**Prompt:** From the first line to the last, reproduce the records exactly.
* * *
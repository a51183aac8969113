//! End-to-end supervisor tests against real subprocesses (`/bin/sh`).
#![cfg(unix)]

use std::sync::atomic::{AtomicBool, Ordering};
use std::sync::Arc;
use std::time::{Duration, Instant};

use tempfile::TempDir;

use droid_lane::error::{LaneError, TimeoutKind};
use droid_lane::progress;
use droid_lane::supervisor::SupervisedCommand;
use droid_lane::timeout::TimeoutPolicy;

fn sh(script: &str, dir: &std::path::Path, policy: TimeoutPolicy) -> SupervisedCommand {
    SupervisedCommand::new("/bin/sh", dir, policy)
        .arg("-c")
        .arg(script)
        .timeout_check_every(Duration::from_millis(100))
}

#[test]
fn successful_run_returns_stdout() {
    let dir = TempDir::new().unwrap();
    let out = sh(
        "echo preparing; echo BUILD SUCCESSFUL",
        dir.path(),
        TimeoutPolicy::AbsoluteFromStart(Duration::from_secs(30)),
    )
    .run(dir.path(), None)
    .unwrap();

    assert!(out.contains("preparing"));
    assert!(out.contains("BUILD SUCCESSFUL"));
}

#[test]
fn progress_lines_are_streamed() {
    let dir = TempDir::new().unwrap();
    let (tx, rx) = progress::channel();

    sh(
        "echo step one; echo step two",
        dir.path(),
        TimeoutPolicy::AbsoluteFromStart(Duration::from_secs(30)),
    )
    .run(dir.path(), Some(&tx))
    .unwrap();
    drop(tx);

    let lines: Vec<String> = rx.iter().collect();
    assert!(!lines.is_empty());
    assert!(lines.iter().all(|l| l.chars().count() <= 150));
}

#[test]
fn failure_message_contains_extracted_error_and_log_pointer() {
    let dir = TempDir::new().unwrap();
    let err = sh(
        "echo compiling; echo 'error: cannot find symbol Foo'; exit 1",
        dir.path(),
        TimeoutPolicy::AbsoluteFromStart(Duration::from_secs(30)),
    )
    .run(dir.path(), None)
    .unwrap_err();

    match err {
        LaneError::BuildTool {
            tool,
            exit_code,
            message,
        } => {
            assert_eq!(tool, "/bin/sh");
            assert_eq!(exit_code, Some(1));
            assert!(message.contains("error: cannot find symbol Foo"));
            assert!(message.contains("full log:"));
        }
        other => panic!("unexpected error: {other:?}"),
    }
}

#[test]
fn failure_without_error_tokens_falls_back_to_tail() {
    let dir = TempDir::new().unwrap();
    let err = sh(
        "echo just some output; echo final line; exit 3",
        dir.path(),
        TimeoutPolicy::AbsoluteFromStart(Duration::from_secs(30)),
    )
    .run(dir.path(), None)
    .unwrap_err();

    match err {
        LaneError::BuildTool { message, .. } => {
            assert!(message.contains("final line"));
        }
        other => panic!("unexpected error: {other:?}"),
    }
}

#[test]
fn failure_writes_log_and_error_dump() {
    let dir = TempDir::new().unwrap();
    let log_dir = dir.path().join("logs");
    let err = sh(
        "echo 'error: broken'; exit 1",
        dir.path(),
        TimeoutPolicy::AbsoluteFromStart(Duration::from_secs(30)),
    )
    .run(&log_dir, None)
    .unwrap_err();
    assert!(matches!(err, LaneError::BuildTool { .. }));

    let names: Vec<String> = std::fs::read_dir(&log_dir)
        .unwrap()
        .filter_map(Result::ok)
        .map(|e| e.file_name().to_string_lossy().into_owned())
        .collect();
    assert!(names.iter().any(|n| n.ends_with(".log")));
    assert!(names.iter().any(|n| n.ends_with(".error")));
}

#[test]
fn missing_program_is_spawn_error() {
    let dir = TempDir::new().unwrap();
    let err = SupervisedCommand::new(
        "/nonexistent/droid-lane-tool",
        dir.path(),
        TimeoutPolicy::AbsoluteFromStart(Duration::from_secs(5)),
    )
    .run(dir.path(), None)
    .unwrap_err();

    match err {
        LaneError::Spawn { program, .. } => {
            assert_eq!(program, "/nonexistent/droid-lane-tool");
        }
        other => panic!("unexpected error: {other:?}"),
    }
}

#[test]
fn inactivity_window_kills_silent_process() {
    let dir = TempDir::new().unwrap();
    let log_dir = dir.path().join("logs");
    let started = Instant::now();
    let err = sh(
        "echo starting; sleep 30; echo done",
        dir.path(),
        TimeoutPolicy::InactivityWindow(Duration::from_millis(300)),
    )
    .run(&log_dir, None)
    .unwrap_err();

    match err {
        LaneError::Timeout { kind, .. } => assert_eq!(kind, TimeoutKind::Inactivity),
        other => panic!("unexpected error: {other:?}"),
    }
    // The 30s sleep must not have run to completion.
    assert!(started.elapsed() < Duration::from_secs(10));

    // Abnormal exits still persist the dump with the output seen so far.
    let names: Vec<String> = std::fs::read_dir(&log_dir)
        .unwrap()
        .filter_map(Result::ok)
        .map(|e| e.file_name().to_string_lossy().into_owned())
        .collect();
    assert!(names.iter().any(|n| n.ends_with(".error")));
}

#[test]
fn absolute_budget_fires_despite_steady_output() {
    let dir = TempDir::new().unwrap();
    let started = Instant::now();
    let err = sh(
        "while true; do echo tick; sleep 0.05; done",
        dir.path(),
        TimeoutPolicy::AbsoluteFromStart(Duration::from_millis(300)),
    )
    .run(dir.path(), None)
    .unwrap_err();

    match err {
        LaneError::Timeout { kind, .. } => assert_eq!(kind, TimeoutKind::Absolute),
        other => panic!("unexpected error: {other:?}"),
    }
    assert!(started.elapsed() < Duration::from_secs(10));
}

#[test]
fn preset_cancel_flag_stops_build_quickly() {
    let dir = TempDir::new().unwrap();
    let cancel = Arc::new(AtomicBool::new(false));
    cancel.store(true, Ordering::SeqCst);

    let started = Instant::now();
    let err = sh(
        "sleep 30",
        dir.path(),
        TimeoutPolicy::AbsoluteFromStart(Duration::from_secs(60)),
    )
    .with_cancel_flag(cancel)
    .run(dir.path(), None)
    .unwrap_err();

    assert!(matches!(err, LaneError::Cancelled));
    assert!(started.elapsed() < Duration::from_secs(5));
}

#[test]
fn env_overrides_are_merged_over_inherited() {
    let dir = TempDir::new().unwrap();
    // PATH comes from the inherited environment; the override adds a key.
    let out = sh(
        "echo marker=$DROID_LANE_TEST_MARKER path_set=${PATH:+yes}",
        dir.path(),
        TimeoutPolicy::AbsoluteFromStart(Duration::from_secs(30)),
    )
    .env("DROID_LANE_TEST_MARKER", "42")
    .run(dir.path(), None)
    .unwrap();

    assert!(out.contains("marker=42"));
    assert!(out.contains("path_set=yes"));
}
* * *
**Written response:**
repository a51183aac8969113
//! End-to-end supervisor tests against real subprocesses (`/bin/sh`).
#![cfg(unix)]

use std::sync::atomic::{AtomicBool, Ordering};
use std::sync::Arc;
use std::time::{Duration, Instant};

use tempfile::TempDir;

use droid_lane::error::{LaneError, TimeoutKind};
use droid_lane::progress;
use droid_lane::supervisor::SupervisedCommand;
use droid_lane::timeout::TimeoutPolicy;

fn sh(script: &str, dir: &std::path::Path, policy: TimeoutPolicy) -> SupervisedCommand {
    SupervisedCommand::new("/bin/sh", dir, policy)
        .arg("-c")
        .arg(script)
        .timeout_check_every(Duration::from_millis(100))
}

#[test]
fn successful_run_returns_stdout() {
    let dir = TempDir::new().unwrap();
    let out = sh(
        "echo preparing; echo BUILD SUCCESSFUL",
        dir.path(),
        TimeoutPolicy::AbsoluteFromStart(Duration::from_secs(30)),
    )
    .run(dir.path(), None)
    .unwrap();

    assert!(out.contains("preparing"));
    assert!(out.contains("BUILD SUCCESSFUL"));
}

#[test]
fn progress_lines_are_streamed() {
    let dir = TempDir::new().unwrap();
    let (tx, rx) = progress::channel();

    sh(
        "echo step one; echo step two",
        dir.path(),
        TimeoutPolicy::AbsoluteFromStart(Duration::from_secs(30)),
    )
    .run(dir.path(), Some(&tx))
    .unwrap();
    drop(tx);

    let lines: Vec<String> = rx.iter().collect();
    assert!(!lines.is_empty());
    assert!(lines.iter().all(|l| l.chars().count() <= 150));
}

#[test]
fn failure_message_contains_extracted_error_and_log_pointer() {
    let dir = TempDir::new().unwrap();
    let err = sh(
        "echo compiling; echo 'error: cannot find symbol Foo'; exit 1",
        dir.path(),
        TimeoutPolicy::AbsoluteFromStart(Duration::from_secs(30)),
    )
    .run(dir.path(), None)
    .unwrap_err();

    match err {
        LaneError::BuildTool {
            tool,
            exit_code,
            message,
        } => {
            assert_eq!(tool, "/bin/sh");
            assert_eq!(exit_code, Some(1));
            assert!(message.contains("error: cannot find symbol Foo"));
            assert!(message.contains("full log:"));
        }
        other => panic!("unexpected error: {other:?}"),
    }
}

#[test]
fn failure_without_error_tokens_falls_back_to_tail() {
    let dir = TempDir::new().unwrap();
    let err = sh(
        "echo just some output; echo final line; exit 3",
        dir.path(),
        TimeoutPolicy::AbsoluteFromStart(Duration::from_secs(30)),
    )
    .run(dir.path(), None)
    .unwrap_err();

    match err {
        LaneError::BuildTool { message, .. } => {
            assert!(message.contains("final line"));
        }
        other => panic!("unexpected error: {other:?}"),
    }
}

#[test]
fn failure_writes_log_and_error_dump() {
    let dir = TempDir::new().unwrap();
    let log_dir = dir.path().join("logs");
    let err = sh(
        "echo 'error: broken'; exit 1",
        dir.path(),
        TimeoutPolicy::AbsoluteFromStart(Duration::from_secs(30)),
    )
    .run(&log_dir, None)
    .unwrap_err();
    assert!(matches!(err, LaneError::BuildTool { .. }));

    let names: Vec<String> = std::fs::read_dir(&log_dir)
        .unwrap()
        .filter_map(Result::ok)
        .map(|e| e.file_name().to_string_lossy().into_owned())
        .collect();
    assert!(names.iter().any(|n| n.ends_with(".log")));
    assert!(names.iter().any(|n| n.ends_with(".error")));
}

#[test]
fn missing_program_is_spawn_error() {
    let dir = TempDir::new().unwrap();
    let err = SupervisedCommand::new(
        "/nonexistent/droid-lane-tool",
        dir.path(),
        TimeoutPolicy::AbsoluteFromStart(Duration::from_secs(5)),
    )
    .run(dir.path(), None)
    .unwrap_err();

    match err {
        LaneError::Spawn { program, .. } => {
            assert_eq!(program, "/nonexistent/droid-lane-tool");
        }
        other => panic!("unexpected error: {other:?}"),
    }
}

#[test]
fn inactivity_window_kills_silent_process() {
    let dir = TempDir::new().unwrap();
    let log_dir = dir.path().join("logs");
    let started = Instant::now();
    let err = sh(
        "echo starting; sleep 30; echo done",
        dir.path(),
        TimeoutPolicy::InactivityWindow(Duration::from_millis(300)),
    )
    .run(&log_dir, None)
    .unwrap_err();

    match err {
        LaneError::Timeout { kind, .. } => assert_eq!(kind, TimeoutKind::Inactivity),
        other => panic!("unexpected error: {other:?}"),
    }
    // The 30s sleep must not have run to completion.
    assert!(started.elapsed() < Duration::from_secs(10));

    // Abnormal exits still persist the dump with the output seen so far.
    let names: Vec<String> = std::fs::read_dir(&log_dir)
        .unwrap()
        .filter_map(Result::ok)
        .map(|e| e.file_name().to_string_lossy().into_owned())
        .collect();
    assert!(names.iter().any(|n| n.ends_with(".error")));
}

#[test]
fn absolute_budget_fires_despite_steady_output() {
    let dir = TempDir::new().unwrap();
    let started = Instant::now();
    let err = sh(
        "while true; do echo tick; sleep 0.05; done",
        dir.path(),
        TimeoutPolicy::AbsoluteFromStart(Duration::from_millis(300)),
    )
    .run(dir.path(), None)
    .unwrap_err();

    match err {
        LaneError::Timeout { kind, .. } => assert_eq!(kind, TimeoutKind::Absolute),
        other => panic!("unexpected error: {other:?}"),
    }
    assert!(started.elapsed() < Duration::from_secs(10));
}

#[test]
fn preset_cancel_flag_stops_build_quickly() {
    let dir = TempDir::new().unwrap();
    let cancel = Arc::new(AtomicBool::new(false));
    cancel.store(true, Ordering::SeqCst);

    let started = Instant::now();
    let err = sh(
        "sleep 30",
        dir.path(),
        TimeoutPolicy::AbsoluteFromStart(Duration::from_secs(60)),
    )
    .with_cancel_flag(cancel)
    .run(dir.path(), None)
    .unwrap_err();

    assert!(matches!(err, LaneError::Cancelled));
    assert!(started.elapsed() < Duration::from_secs(5));
}

#[test]
fn env_overrides_are_merged_over_inherited() {
    let dir = TempDir::new().unwrap();
    // PATH comes from the inherited environment; the override adds a key.
    let out = sh(
        "echo marker=$DROID_LANE_TEST_MARKER path_set=${PATH:+yes}",
        dir.path(),
        TimeoutPolicy::AbsoluteFromStart(Duration::from_secs(30)),
    )
    .env("DROID_LANE_TEST_MARKER", "42")
    .run(dir.path(), None)
    .unwrap();

    assert!(out.contains("marker=42"));
    assert!(out.contains("path_set=yes"));
}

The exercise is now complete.